Military Traveling Inter-Island Restricted to PTA, Officials Say
It’s been a week since Gov. David Ige reinstated the inter-island quarantine due to a surge in new COVID-19 cases overwhelming O‘ahu. While an exemption for inter-island travelers is available for medical needs and essential workers, military officials confirm units traveling to the Big Island are restricted to the base.
“While on base they are closely monitored to include daily health screening and temperature checks,” said Public Affairs Officer Michael O. Donnelly with the US Army Garrison Hawaii at Pōhakuloa Training Area. “Any requests to leave the base for critical, mission-essential needs are reviewed and assessed by PTA leadership.”
The prevention measures in place, Donnelly added, limit contact with the Hawai‘i community and reduce the risk of transmission for the safety of island residents.
“They are required to wear a facial covering and practice physical distancing to the practicable extent possible,” Sakahara stated in an email Monday.
The military components also have measures in place for travel. Military travelers should check with their local chain of command before flying.
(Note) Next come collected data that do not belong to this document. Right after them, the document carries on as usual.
//! Drawing scale notation parsing ("1:100", "1/4\" = 1'-0\"", "1\" = 20'")

use crate::units::LengthUnit;
use once_cell::sync::Lazy;
use regex::Regex;

/// Parsed scale notation
#[derive(Debug, Clone, Copy, PartialEq)]
pub enum ScaleNotation {
    /// Metric ratio 1:n
    Ratio(f64),
    /// Architectural/engineering scale: `drawing_inches` on paper equal `real_feet`
    Imperial { drawing_inches: f64, real_feet: f64 },
}

impl ScaleNotation {
    /// Pixels per real-world unit at the given rendering resolution
    pub fn pixels_per_unit(&self, dpi: f64) -> (f64, LengthUnit) {
        match *self {
            // Paper pixels per meter divided by the reduction ratio
            ScaleNotation::Ratio(n) => (dpi / 0.0254 / n, LengthUnit::Meter),
            ScaleNotation::Imperial {
                drawing_inches,
                real_feet,
            } => (drawing_inches * dpi / real_feet, LengthUnit::Foot),
        }
    }
}

static RATIO: Lazy<Regex> =
    Lazy::new(|| Regex::new(r"(?:^|[^\d.])1\s*:\s*(\d+(?:\.\d+)?)\b").expect("static regex"));

static FRACTIONAL_IMPERIAL: Lazy<Regex> = Lazy::new(|| {
    Regex::new(r#"(?i)(\d+)\s*/\s*(\d+)\s*(?:"|″|in)?\s*=\s*(\d+(?:\.\d+)?)\s*(?:'|′|ft)"#)
        .expect("static regex")
});

static WHOLE_IMPERIAL: Lazy<Regex> = Lazy::new(|| {
    Regex::new(r#"(?i)(\d+(?:\.\d+)?)\s*(?:"|″|in)\s*=\s*(\d+(?:\.\d+)?)\s*(?:'|′|ft)"#)
        .expect("static regex")
});

/// Find a scale notation in free text
pub fn parse_scale_notation(text: &str) -> Option<ScaleNotation> {
    if let Some(caps) = FRACTIONAL_IMPERIAL.captures(text) {
        let num: f64 = caps[1].parse().ok()?;
        let den: f64 = caps[2].parse().ok()?;
        let real_feet: f64 = caps[3].parse().ok()?;
        if den > 0.0 && real_feet > 0.0 && num > 0.0 {
            return Some(ScaleNotation::Imperial {
                drawing_inches: num / den,
                real_feet,
            });
        }
    }

    if let Some(caps) = WHOLE_IMPERIAL.captures(text) {
        let drawing_inches: f64 = caps[1].parse().ok()?;
        let real_feet: f64 = caps[2].parse().ok()?;
        if drawing_inches > 0.0 && real_feet > 0.0 {
            return Some(ScaleNotation::Imperial {
                drawing_inches,
                real_feet,
            });
        }
    }

    let caps = RATIO.captures(text)?;
    let n: f64 = caps[1].parse().ok()?;
    (n > 0.0).then_some(ScaleNotation::Ratio(n))
}
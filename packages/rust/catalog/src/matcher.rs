//! Catalog types and area/trade/project-type matching.

use std::collections::HashSet;

use serde::Serialize;
use tracing::{debug, instrument};

use smartcheck_shared::{
    AreaType, AssigneeRole, Phase, PlannedItem, ProjectType, QuestionCode, RiskLevel, TradeType,
};

use crate::data::BUILTIN_TEMPLATES;

// ---------------------------------------------------------------------------
// Types
// ---------------------------------------------------------------------------

/// A statically defined checklist item.
#[derive(Debug, Clone, Copy, PartialEq, Eq, Serialize)]
pub struct CatalogItem {
    pub code: &'static str,
    pub text: &'static str,
    pub phase: Phase,
    pub tags: &'static [&'static str],
    #[serde(skip_serializing_if = "Option::is_none")]
    pub default_assignee_role: Option<AssigneeRole>,
    #[serde(skip_serializing_if = "Option::is_none")]
    pub risk_level: Option<RiskLevel>,
}

impl CatalogItem {
    /// Owned copy for inclusion in a planned checklist.
    pub fn to_planned(&self) -> PlannedItem {
        PlannedItem {
            code: self.code.to_string(),
            text: self.text.to_string(),
            phase: self.phase,
            tags: self.tags.iter().map(|t| t.to_string()).collect(),
            default_assignee_role: self.default_assignee_role,
            risk_level: self.risk_level,
        }
    }
}

/// A scoping question a template wants answered.
#[derive(Debug, Clone, Copy, PartialEq, Eq, Serialize)]
pub struct CatalogQuestion {
    pub code: QuestionCode,
    pub prompt: &'static str,
}

/// A named group of catalog items keyed by area types, trades, and
/// optionally project types.
#[derive(Debug, Clone, Copy, Serialize)]
pub struct AreaTradeTemplate {
    pub id: &'static str,
    pub name: &'static str,
    pub area_types: &'static [AreaType],
    pub trade_types: &'static [TradeType],
    /// `None` means the template applies to every project type.
    pub project_types: Option<&'static [ProjectType]>,
    pub questions: &'static [CatalogQuestion],
    pub items: &'static [CatalogItem],
}

impl AreaTradeTemplate {
    /// Area must be declared, trades must intersect, and a project-type
    /// restriction (if any) must include the queried type.
    pub fn matches(
        &self,
        area_type: AreaType,
        trades: &[TradeType],
        project_type: Option<ProjectType>,
    ) -> bool {
        if !self.area_types.contains(&area_type) {
            return false;
        }
        if !self.trade_types.iter().any(|t| trades.contains(t)) {
            return false;
        }
        match self.project_types {
            None => true,
            Some(allowed) => project_type.is_some_and(|pt| allowed.contains(&pt)),
        }
    }
}

// ---------------------------------------------------------------------------
// Catalog
// ---------------------------------------------------------------------------

/// Read-only view over a set of area/trade templates.
#[derive(Debug, Clone, Copy)]
pub struct Catalog {
    templates: &'static [AreaTradeTemplate],
}

impl Catalog {
    /// Wrap a custom template table (tests, alternative catalogs).
    pub const fn new(templates: &'static [AreaTradeTemplate]) -> Self {
        Self { templates }
    }

    /// The catalog compiled into SmartCheck.
    pub fn builtin() -> Self {
        Self::new(BUILTIN_TEMPLATES)
    }

    pub fn templates(&self) -> &'static [AreaTradeTemplate] {
        self.templates
    }

    pub fn template(&self, id: &str) -> Option<&'static AreaTradeTemplate> {
        self.templates.iter().find(|t| t.id == id)
    }

    /// Templates matching the area/trade/project-type criteria, in declaration order.
    pub fn find_area_trade_templates(
        &self,
        area_type: AreaType,
        trades: &[TradeType],
        project_type: Option<ProjectType>,
    ) -> Vec<&'static AreaTradeTemplate> {
        self.templates
            .iter()
            .filter(|t| t.matches(area_type, trades, project_type))
            .collect()
    }

    /// Questions of all matching templates, deduplicated by question code.
    pub fn get_area_trade_questions(
        &self,
        area_type: AreaType,
        trades: &[TradeType],
        project_type: Option<ProjectType>,
    ) -> Vec<&'static CatalogQuestion> {
        let mut seen = HashSet::new();
        self.find_area_trade_templates(area_type, trades, project_type)
            .into_iter()
            .flat_map(|t| t.questions.iter())
            .filter(|q| seen.insert(q.code))
            .collect()
    }

    /// Checklist items of all matching templates.
    ///
    /// Deduplicated by item code (first occurrence in declaration order wins),
    /// then stably sorted by phase.
    #[instrument(skip(self), level = "debug")]
    pub fn get_area_trade_checklist_items(
        &self,
        area_type: AreaType,
        trades: &[TradeType],
        project_type: Option<ProjectType>,
    ) -> Vec<&'static CatalogItem> {
        let templates = self.find_area_trade_templates(area_type, trades, project_type);

        let mut seen = HashSet::new();
        let mut items: Vec<&'static CatalogItem> = templates
            .iter()
            .flat_map(|t| t.items.iter())
            .filter(|item| seen.insert(item.code))
            .collect();
        items.sort_by_key(|item| item.phase.order());

        debug!(
            templates = templates.len(),
            items = items.len(),
            "catalog items matched"
        );
        items
    }
}

impl Default for Catalog {
    fn default() -> Self {
        Self::builtin()
    }
}

// ---------------------------------------------------------------------------
// Free functions over the built-in catalog
// ---------------------------------------------------------------------------

/// [`Catalog::find_area_trade_templates`] on the built-in catalog.
pub fn find_area_trade_templates(
    area_type: AreaType,
    trades: &[TradeType],
    project_type: Option<ProjectType>,
) -> Vec<&'static AreaTradeTemplate> {
    Catalog::builtin().find_area_trade_templates(area_type, trades, project_type)
}

/// [`Catalog::get_area_trade_questions`] on the built-in catalog.
pub fn get_area_trade_questions(
    area_type: AreaType,
    trades: &[TradeType],
    project_type: Option<ProjectType>,
) -> Vec<&'static CatalogQuestion> {
    Catalog::builtin().get_area_trade_questions(area_type, trades, project_type)
}

/// [`Catalog::get_area_trade_checklist_items`] on the built-in catalog.
pub fn get_area_trade_checklist_items(
    area_type: AreaType,
    trades: &[TradeType],
    project_type: Option<ProjectType>,
) -> Vec<&'static CatalogItem> {
    Catalog::builtin().get_area_trade_checklist_items(area_type, trades, project_type)
}

// ---------------------------------------------------------------------------
// Tests
// ---------------------------------------------------------------------------
//! Compiled-in area/trade checklist catalog and classification tables.
//!
//! This crate provides:
//! - [`keywords`]: ordered keyword tables and the area/trade classifiers
//! - [`Catalog`]: read-only lookup over [`AreaTradeTemplate`] definitions
//! - [`BUILTIN_TEMPLATES`]: the default catalog shipped with SmartCheck
//!
//! The catalog is immutable static data. Tests and callers that need a
//! different catalog construct their own [`Catalog`] instead of mutating
//! global state.

mod data;
pub mod keywords;
mod matcher;

pub use data::BUILTIN_TEMPLATES;
pub use keywords::{AREA_KEYWORDS, TRADE_KEYWORDS, classify_area, classify_trade};
pub use matcher::{
    AreaTradeTemplate, Catalog, CatalogItem, CatalogQuestion, find_area_trade_templates,
    get_area_trade_checklist_items, get_area_trade_questions,
};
To comply with CDC, local and state guidelines, Donnelly said, bed space in the Quonset huts by 50%, social distancing is mandated on base, common areas are sanitized daily, and the PTA workforce is encouraged and permitted to work from home; however, they have a mission to support the troops so they will continue this mission and remain safe.
There are several units from the US Army and Marines expected to travel to PTA for previously scheduled training in the upcoming weeks and months with training occurring routinely at the Big Island base.
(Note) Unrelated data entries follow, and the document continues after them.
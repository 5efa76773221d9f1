//! Core domain types for SmartCheck.
//!
//! Inputs ([`ScopeRecord`], [`CostItem`], [`ChecklistTemplateRef`]) are owned by
//! external subsystems and only read here. [`PlannedChecklist`] is the output
//! handed back to callers.

use serde::{Deserialize, Serialize};
use uuid::Uuid;

use crate::answers::normalize_code;

// ---------------------------------------------------------------------------
// ProjectType
// ---------------------------------------------------------------------------

/// Kind of construction project the estimate belongs to.
///
/// Deserialization is lenient: unknown or oddly formatted values become
/// [`ProjectType::Other`] instead of failing.
#[derive(
    Debug, Clone, Copy, Default, PartialEq, Eq, Hash, PartialOrd, Ord, Serialize, Deserialize,
)]
#[serde(rename_all = "snake_case", from = "String")]
pub enum ProjectType {
    KitchenRemodel,
    BathRemodel,
    FullHomeRemodel,
    Addition,
    BasementFinish,
    Exterior,
    #[default]
    Other,
}

impl ProjectType {
    pub fn as_str(&self) -> &'static str {
        match self {
            Self::KitchenRemodel => "kitchen_remodel",
            Self::BathRemodel => "bath_remodel",
            Self::FullHomeRemodel => "full_home_remodel",
            Self::Addition => "addition",
            Self::BasementFinish => "basement_finish",
            Self::Exterior => "exterior",
            Self::Other => "other",
        }
    }

    /// Parse a project type from free-form text (`"Bath Remodel"`, `"bath-remodel"`, ...).
    pub fn parse(raw: &str) -> Self {
        match normalize_code(raw).as_str() {
            "kitchen_remodel" | "kitchen" => Self::KitchenRemodel,
            "bath_remodel" | "bathroom_remodel" | "bath" => Self::BathRemodel,
            "full_home_remodel" | "whole_home_remodel" | "full_remodel" => Self::FullHomeRemodel,
            "addition" => Self::Addition,
            "basement_finish" | "basement" => Self::BasementFinish,
            "exterior" => Self::Exterior,
            _ => Self::Other,
        }
    }

    /// Project types whose scope spans the whole structure.
    pub fn is_full_scope(&self) -> bool {
        matches!(self, Self::FullHomeRemodel | Self::Addition)
    }
}

impl From<String> for ProjectType {
    fn from(raw: String) -> Self {
        Self::parse(&raw)
    }
}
“Currently, we have just under 400 here to maintain their proficiency and readiness,” Donnelly said. “They are all practicing enhanced force health protection measures for their safety and the safety of the local community.”
Military leadership continues to assess the appropriate balance between precautionary measures and essential training requirements so service members can maintain readiness for any contingency and provide for our national defense, Donnelly stated.
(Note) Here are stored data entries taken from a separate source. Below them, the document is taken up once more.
//! Application configuration for SmartCheck.
//!
//! User config lives at `~/.smartcheck/smartcheck.toml`.
//! CLI flags override config file values, which override defaults.

use std::path::{Path, PathBuf};

use serde::{Deserialize, Serialize};

use crate::error::{Result, SmartCheckError};
use crate::types::ProjectType;

/// Default configuration file name.
const CONFIG_FILE_NAME: &str = "smartcheck.toml";

/// Default config directory name under the user's home.
const CONFIG_DIR_NAME: &str = ".smartcheck";

/// Risk score at or above which every planned checklist is at least medium risk.
pub const DEFAULT_MEDIUM_RISK_SCORE: u8 = 60;

// ---------------------------------------------------------------------------
// Config structs (matching smartcheck.toml schema)
// ---------------------------------------------------------------------------

/// Top-level application config, deserialized from TOML.
#[derive(Debug, Clone, Default, Serialize, Deserialize)]
pub struct AppConfig {
    /// Global defaults.
    #[serde(default)]
    pub defaults: DefaultsConfig,

    /// Planner tuning.
    #[serde(default)]
    pub planner: PlannerConfig,
}

/// Output format for CLI results.
#[derive(Debug, Clone, Copy, Default, PartialEq, Eq, Serialize, Deserialize)]
#[serde(rename_all = "snake_case")]
pub enum OutputFormat {
    #[default]
    Json,
    Text,
}

/// `[defaults]` section.
#[derive(Debug, Clone, Serialize, Deserialize)]
pub struct DefaultsConfig {
    /// Project type assumed when none is given on the command line.
    #[serde(default)]
    pub project_type: ProjectType,

    /// Result format.
    #[serde(default)]
    pub output_format: OutputFormat,
}

impl Default for DefaultsConfig {
    fn default() -> Self {
        Self {
            project_type: ProjectType::Other,
            output_format: OutputFormat::Json,
        }
    }
}

/// `[planner]` section.
#[derive(Debug, Clone, Serialize, Deserialize)]
pub struct PlannerConfig {
    /// Risk score threshold for the medium classification.
    #[serde(default = "default_medium_risk_score")]
    pub medium_risk_score_threshold: u8,

    /// Emit per-area checklists from the area/trade catalog.
    #[serde(default = "default_true")]
    pub include_area_trade_checklists: bool,

    /// Initial `enabled` value of planned checklists.
    #[serde(default = "default_true")]
    pub enabled_by_default: bool,
}

impl Default for PlannerConfig {
    fn default() -> Self {
        Self {
            medium_risk_score_threshold: default_medium_risk_score(),
            include_area_trade_checklists: true,
            enabled_by_default: true,
        }
    }
}

fn default_medium_risk_score() -> u8 {
    DEFAULT_MEDIUM_RISK_SCORE
}
fn default_true() -> bool {
    true
}

// ---------------------------------------------------------------------------
// Planner settings (runtime, merged from config + CLI flags)
// ---------------------------------------------------------------------------

/// Runtime planner settings. `Default` matches the built-in planning rules.
#[derive(Debug, Clone, PartialEq, Eq)]
pub struct PlannerSettings {
    /// Risk score at or above which checklists are at least medium risk.
    pub medium_risk_score_threshold: u8,
    /// Whether the area/trade matrix is handed to the planner.
    pub include_area_trade_checklists: bool,
    /// Initial `enabled` value of planned checklists.
    pub enabled_by_default: bool,
}

impl Default for PlannerSettings {
    fn default() -> Self {
        Self::from(&AppConfig::default())
    }
}

impl From<&AppConfig> for PlannerSettings {
    fn from(config: &AppConfig) -> Self {
        Self {
            medium_risk_score_threshold: config.planner.medium_risk_score_threshold.min(100),
            include_area_trade_checklists: config.planner.include_area_trade_checklists,
            enabled_by_default: config.planner.enabled_by_default,
        }
    }
}

// ---------------------------------------------------------------------------
// Config loading
// ---------------------------------------------------------------------------

/// Get the path to the config directory (`~/.smartcheck/`).
pub fn config_dir() -> Result<PathBuf> {
    let home = dirs::home_dir()
        .ok_or_else(|| SmartCheckError::config("could not determine home directory"))?;
    Ok(home.join(CONFIG_DIR_NAME))
}

/// Get the path to the config file (`~/.smartcheck/smartcheck.toml`).
pub fn config_file_path() -> Result<PathBuf> {
    Ok(config_dir()?.join(CONFIG_FILE_NAME))
}

/// Load the application config from disk. Returns defaults if the file does not exist.
pub fn load_config() -> Result<AppConfig> {
    let path = config_file_path()?;

    if !path.exists() {
        tracing::debug!(?path, "config file not found, using defaults");
        return Ok(AppConfig::default());
    }

    load_config_from(&path)
}

/// Load the application config from a specific file path.
pub fn load_config_from(path: &Path) -> Result<AppConfig> {
    let content = std::fs::read_to_string(path).map_err(|e| SmartCheckError::io(path, e))?;

    toml::from_str(&content).map_err(|e| {
        SmartCheckError::config(format!("failed to parse {}: {e}", path.display()))
    })
}

/// Create the config directory and write a default config file.
/// Returns the path to the created file.
pub fn init_config() -> Result<PathBuf> {
    let path = config_file_path()?;
    init_config_at(&path)?;
    Ok(path)
}

/// Write a default config file to `path`, creating parent directories.
pub fn init_config_at(path: &Path) -> Result<()> {
    if let Some(dir) = path.parent().filter(|d| !d.as_os_str().is_empty()) {
        std::fs::create_dir_all(dir).map_err(|e| SmartCheckError::io(dir, e))?;
    }

    let config = AppConfig::default();
    let content =
        toml::to_string_pretty(&config).map_err(|e| SmartCheckError::config(e.to_string()))?;

    std::fs::write(path, content).map_err(|e| SmartCheckError::io(path, e))?;
    tracing::info!(?path, "created default config file");

    Ok(())
}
Per a Department of Defense policy, Donnelly said, he is prohibited from announcing numbers of military personnel who tested positive for COVID-19 due to operational security reasons. Those reasons include preventing adversaries from collecting information about military strength in specific geographic locations.
However, the Army does share all available information with Hawaii public health authorities. Tripler Army Medical Center provides all DoD COVID-19 positive test results to the Hawaii State Department of Health on a daily basis, as we work together to monitor and take appropriate actions to safeguard community health.
“Thus far the Army is very satisfied with the results of preventative measures in place preventing the spread of COVID-19 amongst our training populations,” Donnelly said.